‘I’ll live, I suppose,’ I muttered. ‘I’ve suffered worse injuries in my time.’
She smiled at that. When first we met she had not much liked me, I remembered, and it was a while before I ever saw such warmth from her. She sat down on the damp ground beside me, amidst the leaves and the windfalls. She wasn’t wearing a cloak, and I wondered that she wasn’t cold.
‘Your brother sent you, didn’t he?’ I asked.
‘Why do you think that?’
‘He means to convince me to join him on this expedition to Flanders.’
‘He tells me you have it in your head to go to Dyflin.’
That was neither a confirmation nor a denial, although, I thought, if he had told her that much, it meant that at least he had been listening.
‘Where’s your husband?’ I asked. ‘Isn’t he concerned about you seeking out the company of strange men?’
She gave me a wry look. ‘He went hawking in the woods with some of my father’s other vassals. He’s a keen falconer. Robert lent him his swiftest bird, Ligetsleht. He said they wouldn’t be back until dusk.’
‘All the same,’ I said, teasing her, ‘if he hears that you’ve been arranging secret meetings in the orchard while he’s away, he won’t be pleased.’
Guillaume d’Archis, for I’d learnt that was his name, seemed a humourless sort, although perhaps that was unfair, given that I had only met him properly for the first time that morning, after the funeral. To my mind he was rather cold, not easily approachable, and taciturn, too, with hard eyes that betrayed no feeling. Not the sort of husband I imagined being well suited to Beatrice, who was warm in heart and gentle in spirit.
Was there a touch of jealousy there? Perhaps, but only because it had been so long since I myself had last felt a woman’s touch. Whatever feelings Beatrice and I might once have shared, they were long buried.
‘My being here isn’t any secret,’ she said. ‘Robert asked if I would come and speak with you.’
There, finally, was my answer. ‘You mean he asked you to talk some sense into me.’
‘That’s not why I came, though.’
‘Then why?’
Beatrice picked up one of the dappled pears that lay beside her, looked it over for signs of worms before, satisfied, she took a bite out of it. ‘If Robert wants to follow the king on another expedition, that’s his business, and his alone. He doesn’t need you to always be there to defend him from the evils of the world.’
But what if he did? I remembered only too well what had happened to Fitz Osbern. Robert was a competent swordsman, but no more than that, and at times he could be, in his own way, every bit as reckless and headstrong as myself. If I and Eudo and Wace and all his other vassals allowed him to venture across the sea alone, with only a contingent of his hearth-troops for accompanying him, what was to say that he wouldn’t suffer the same fate?
‘Before I ever gave my oath to your brother,’ I said, ‘you made me pledge myself to his protection. I still remember that promise, even if you’ve forgotten.’
‘I remember,’ she said quietly. No doubt she remembered the kiss we’d shared then, too. ‘But Robert is a better knight now than he was then; older and wiser, too. He can take care of himself.’
‘I hope you’re right. For his sake.’
‘Why do you want to go to Dyflin, in any case?’
I inhaled deeply. Until now, I had kept everything Eithne had told me to myself.
‘Oswynn,’ I said simply.
‘Oswynn?’ Beatrice repeated, frowning. ‘Your woman? I don’t understand. I thought—’
She didn’t say it, but I knew what she meant. ‘So did I. But then at Beferlic last year I saw her. She was there, alive and as well as I’ve ever seen her, in the company of one of the Danish jarls, who goes by the name of Haakon, or so I’ve recently learnt. Dyflin is where he was last seen.’

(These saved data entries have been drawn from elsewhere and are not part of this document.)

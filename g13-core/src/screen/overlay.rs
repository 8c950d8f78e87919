//! Overlays drawn on top of the active screen

use g13_display::canvas::WIDTH;
use g13_display::{Canvas, FONT_4X6, FONT_5X7};

use super::actions::{self, Command};
use super::text::truncate;
use super::{Message, ScreenContext, View};
use crate::input::NavigationEvent;
use crate::traits::Services;

const TOAST_HEIGHT: i32 = 18;
const TOAST_Y: i32 = 12;
const TOAST_PADDING: i32 = 8;
const TOAST_MAX_WIDTH: i32 = 150;

const DIALOG_X: i32 = 10;
const DIALOG_Y: i32 = 6;
const DIALOG_WIDTH: i32 = 140;
const DIALOG_HEIGHT: i32 = 30;
const NO_X: i32 = 40;
const YES_X: i32 = 90;
const BUTTON_Y: i32 = 24;

/// Transient message box
///
/// Expiry is tracked by the manager; any input dismisses it early.
#[derive(Debug, Clone)]
pub struct ToastScreen {
    message: Message,
    dirty: bool,
}

impl ToastScreen {
    pub fn new(message: &str) -> Self {
        Self {
            message: truncate(message),
            dirty: true,
        }
    }

    pub fn message(&self) -> &str {
        &self.message
    }
}

impl View for ToastScreen {
    fn on_input(&mut self, _event: NavigationEvent, ctx: &mut ScreenContext<'_>) -> bool {
        ctx.dismiss_overlay();
        true
    }

    fn render(&self, canvas: &mut Canvas, _services: &dyn Services) {
        let text_width = Canvas::text_width(&self.message, &FONT_5X7, FONT_5X7.spacing);
        let width = (text_width + 2 * TOAST_PADDING).min(TOAST_MAX_WIDTH);
        let x = (WIDTH - width) / 2;

        canvas.rect(x, TOAST_Y, width, TOAST_HEIGHT, true, true);
        canvas.rect(x + 1, TOAST_Y + 1, width - 2, TOAST_HEIGHT - 2, false, false);
        canvas.draw_text(x + TOAST_PADDING, TOAST_Y + 6, &self.message, &FONT_5X7, false);
    }

    fn is_dirty(&self) -> bool {
        self.dirty
    }

    fn mark_dirty(&mut self) {
        self.dirty = true;
    }

    fn mark_clean(&mut self) {
        self.dirty = false;
    }
}

/// Yes/No dialog
///
/// Starts on "No". The overlay is dismissed before the chosen command runs,
/// so any toast the command raises replaces the dialog.
#[derive(Debug, Clone)]
pub struct ConfirmDialog {
    message: Message,
    on_confirm: Command,
    on_cancel: Option<Command>,
    yes: bool,
    dirty: bool,
}

impl ConfirmDialog {
    pub fn new(message: &str, on_confirm: Command, on_cancel: Option<Command>) -> Self {
        Self {
            message: truncate(message),
            on_confirm,
            on_cancel,
            yes: false,
            dirty: true,
        }
    }

    pub fn message(&self) -> &str {
        &self.message
    }

    pub fn is_yes(&self) -> bool {
        self.yes
    }

    fn cancel(&self, ctx: &mut ScreenContext<'_>) {
        ctx.dismiss_overlay();
        if let Some(command) = self.on_cancel {
            actions::run(command, ctx);
        }
    }

    fn draw_button(canvas: &mut Canvas, x: i32, label: &str, selected: bool) {
        canvas.draw_text(x, BUTTON_Y, label, &FONT_4X6, false);
        if selected {
            canvas.rect(x - 2, BUTTON_Y - 2, 30, 10, false, false);
        }
    }
}

impl View for ConfirmDialog {
    fn on_input(&mut self, event: NavigationEvent, ctx: &mut ScreenContext<'_>) -> bool {
        match event {
            NavigationEvent::StickLeft | NavigationEvent::StickRight => {
                self.yes = !self.yes;
                self.dirty = true;
                true
            }
            NavigationEvent::StickPress => {
                if self.yes {
                    ctx.dismiss_overlay();
                    actions::run(self.on_confirm, ctx);
                } else {
                    self.cancel(ctx);
                }
                true
            }
            NavigationEvent::ButtonBd => {
                self.cancel(ctx);
                true
            }
            _ => false,
        }
    }

    fn render(&self, canvas: &mut Canvas, _services: &dyn Services) {
        canvas.rect(DIALOG_X, DIALOG_Y, DIALOG_WIDTH, DIALOG_HEIGHT, true, true);
        canvas.rect(
            DIALOG_X + 1,
            DIALOG_Y + 1,
            DIALOG_WIDTH - 2,
            DIALOG_HEIGHT - 2,
            false,
            false,
        );

        let message: heapless::String<20> = truncate(&self.message);
        canvas.draw_text(DIALOG_X + 5, DIALOG_Y + 4, &message, &FONT_5X7, false);

        Self::draw_button(canvas, NO_X, "No", !self.yes);
        Self::draw_button(canvas, YES_X, "Yes", self.yes);
    }

    fn is_dirty(&self) -> bool {
        self.dirty
    }

    fn mark_dirty(&mut self) {
        self.dirty = true;
    }

    fn mark_clean(&mut self) {
        self.dirty = false;
    }
}

#[cfg(test)]
mod tests {
    use super::*;
    use crate::screen::Request;
    use crate::testing::MockServices;
    use crate::traits::SettingsStore;

    #[test]
    fn test_toast_dismissed_by_any_input() {
        let mut services = MockServices::default();
        let mut toast = ToastScreen::new("Saved");
        let mut ctx = ScreenContext::new(&mut services, 0);
        assert!(toast.on_input(NavigationEvent::ButtonM2, &mut ctx));
        assert_eq!(ctx.requests(), &[Request::DismissOverlay]);
    }

    #[test]
    fn test_toast_render_is_centered() {
        let services = MockServices::default();
        let toast = ToastScreen::new("Hi");
        let mut canvas = Canvas::new();
        toast.render(&mut canvas, &services);

        // "Hi" is 12 px wide -> 28 px box at x = 66
        assert!(canvas.get_pixel(66, TOAST_Y));
        assert!(canvas.get_pixel(93, TOAST_Y));
        assert!(!canvas.get_pixel(65, TOAST_Y));
        assert!(!canvas.get_pixel(94, TOAST_Y));
        // Inner border is cleared
        assert!(!canvas.get_pixel(67, TOAST_Y + 1));
    }

    #[test]
    fn test_confirm_defaults_to_no() {
        let mut services = MockServices::default();
        services.settings.show_date = false;
        let mut dialog = ConfirmDialog::new("Reset?", Command::ResetDefaults, None);
        assert!(!dialog.is_yes());

        let mut ctx = ScreenContext::new(&mut services, 0);
        dialog.on_input(NavigationEvent::StickPress, &mut ctx);
        assert_eq!(ctx.requests(), &[Request::DismissOverlay]);
        drop(ctx);
        // Nothing was reset
        assert!(!services.settings().show_date);
    }

    #[test]
    fn test_confirm_yes_dismisses_before_running() {
        let mut services = MockServices::default();
        services.settings.show_date = false;
        let mut dialog = ConfirmDialog::new("Reset?", Command::ResetDefaults, None);

        let mut ctx = ScreenContext::new(&mut services, 0);
        dialog.on_input(NavigationEvent::StickRight, &mut ctx);
        assert!(dialog.is_yes());
        dialog.on_input(NavigationEvent::StickPress, &mut ctx);

        let requests = ctx.into_requests();
        assert_eq!(requests[0], Request::DismissOverlay);
        assert!(matches!(&requests[1], Request::Toast { text, .. } if text == "Settings reset"));
        assert!(services.settings().show_date);
    }

    #[test]
    fn test_confirm_back_runs_cancel_command() {
        let mut services = MockServices::default();
        let mut dialog =
            ConfirmDialog::new("Reset?", Command::ResetDefaults, Some(Command::ToggleDate));

        let mut ctx = ScreenContext::new(&mut services, 0);
        dialog.on_input(NavigationEvent::StickLeft, &mut ctx);
        dialog.on_input(NavigationEvent::ButtonBd, &mut ctx);
        let requests = ctx.into_requests();
        assert_eq!(requests[0], Request::DismissOverlay);
        assert!(matches!(&requests[1], Request::Toast { text, .. } if text == "Date: Off"));
    }

    #[test]
    fn test_confirm_ignores_other_events() {
        let mut services = MockServices::default();
        let mut dialog = ConfirmDialog::new("Reset?", Command::ResetDefaults, None);
        let mut ctx = ScreenContext::new(&mut services, 0);
        assert!(!dialog.on_input(NavigationEvent::StickUp, &mut ctx));
        assert!(!dialog.on_input(NavigationEvent::ButtonM1, &mut ctx));
        assert!(ctx.requests().is_empty());
    }
}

‘So you mean to go after her?’
‘And to bring her back.’
‘What if you can’t find her? What if she’s no longer with this Haakon, or if he’s gone so far away that you can never catch up with him?’
Such doubts had been plaguing my mind ever since my meeting with Eithne, but I didn’t want to hear them from someone else’s lips as well.
‘I’ll find her,’ I said.
A magpie hopped close in front of us and nibbled for a brief moment at a fallen pear, before a crow descended, screeching, its jet-black wings outspread, and chased it off.
‘What about you?’ I asked. ‘Are you happy? With him, I mean.’
She would not meet my eyes. ‘I am content,’ she said, but the set of her lips betrayed her.
‘Are you sure?’
‘Does it matter whether I am or not? The fate of women is not to be happy but merely to serve the wishes of our menfolk and to spit out children. My father made the arrangements earlier this year. It was hardly as if I had a voice in the matter.’